Forging Deeper Ties with China
The premise of the article appearing in the June 3rd edition of Bloomberg Hyperdrive is summed up by the author as follows: "The U.S. and Europe are throwing up roadblocks to keep Chinese cars out of their home markets. But at the corporate level, their growing ever closer." The author suggests that the U.S. and European OEMs adopt the old adage "if you can't beat them, join them" in an acknowledgment of China's technological and manufacturing expertise. He cites as an example, the joint venture between Stellantis and Zhejiang Leapmotor Technology. The author describes Leapmotor as "currently a minnow in China's crowded EV market;" however, it is rich in technology (e.g. driver assistance software, etc.) that can be useful to Stellantis, which will provide access to its extensive European dealer network to market Leap's low-cost EVs.
Although for now the joint venture is limited to Stellantis getting a cut from profits generated by sales of Leap's vehicles through Stellantis' network, the author suggests that, "... there's room for deeper collaboration down the road."
Another way Chinese automotive companies are responding to U.S. government restrictions/tariffs is by setting up shop in the U.S. In an article appearing in the June 2nd edition of WSJ Technology, the author cites a number of examples of what she describes as Chinese companies "rebranding." She cites the example of Hesai, a Chinese lidar maker, setting up a U.S. based subsidiary named "American Lidar."
A Chinese Phone Maker Did Something Apple Couldn't: Make an EV
The authors recount the story of Xiaomi, a Chinese manufacturer of rice cookers, robot vacuums, air purifiers and smartphones that in less than 5 years was able to design, manufacture and bring to market a technologically advanced, low cost EV. Xiaomi is the world's third largest smartphone maker after Apple and Samsung. The authors explain that, "As the hardware has become simpler, the focus for what makes an appealing product has shifted decisively to software and features."
The authors describe a "new reality" in the automotive business, i.e., "The barriers to entry for making a car have shrunk in recent years with the emergence of electric vehicles" which has allowed the Chinese start-ups not only to enter the market; but to potentially dominate the market in the future.
The US Finally Has a Strategy to Compete With China. Will It Work?
The author of an article appearing in the May 20th edition of theWall Street Journal provides a historical perspective and critique of what he describes as Biden's "three legged stool" strategy in dealing with Chinese EV competition, comprised of (1) on-shoring a viable technology manufacturing sector; (2) imposing increased tariffs on Chinese imports; and (3) restricting access to money, technology, and know-how that could help China compete.
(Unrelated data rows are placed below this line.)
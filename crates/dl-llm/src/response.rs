//! Best-effort extraction from provider response bodies.

use dl_core::WireFormat;
use serde_json::Value;

/// Completion text of a success body, or `None` when there is none worth
/// using (missing, not text, or blank).
///
/// Chat bodies may carry `content` either as a string or as an array of
/// `{type: "text", text}` parts; Gemini parts are joined in order.
#[must_use]
pub fn completion_text(format: WireFormat, body: &str) -> Option<String> {
    let value: Value = serde_json::from_str(body).ok()?;
    let text = match format {
        WireFormat::ChatCompletions => match value.pointer("/choices/0/message/content")? {
            Value::String(text) => text.clone(),
            Value::Array(parts) => join_text_parts(parts),
            _ => return None,
        },
        WireFormat::GenerateContent => {
            join_text_parts(value.pointer("/candidates/0/content/parts")?.as_array()?)
        }
    };
    if text.trim().is_empty() { None } else { Some(text) }
}

fn join_text_parts(parts: &[Value]) -> String {
    parts
        .iter()
        .filter_map(|part| part.get("text").and_then(Value::as_str))
        .collect()
}

/// Provider-supplied error message from a failure body, if one parses.
#[must_use]
pub fn error_message(body: &str) -> Option<String> {
    let value: Value = serde_json::from_str(body).ok()?;
    let message = value
        .pointer("/error/message")
        .and_then(Value::as_str)
        .or_else(|| value.get("error").and_then(Value::as_str))
        .or_else(|| value.get("message").and_then(Value::as_str))?
        .trim();
    (!message.is_empty()).then(|| message.to_string())
}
The author recounts the evolution of the US's strategy and its deficiencies.
Another Hidden Benefit of Renewables
Finally, although our focus this week is on China, I found a short article appearing in the June 4th edition of Bloomberg Zero very illuminating. Entitled, "Another Hidden Benefit of Renewables", it contains some surprising (at least to me) statistics regarding the inefficiencies of using fossil fuels. For example, the author notes that, "We waste about a third of the total energy produced on mining, refining and transporting fossil fuels." He further states that, "Another third of the world's energy is wasted in burning fossil fuels in highly inefficient machines. For example, a fossil fuel powered car converts only a quarter of the energy in gasoline into motion." He notes that in contrast, an electric car converts more than three quarters of energy in the battery to motion.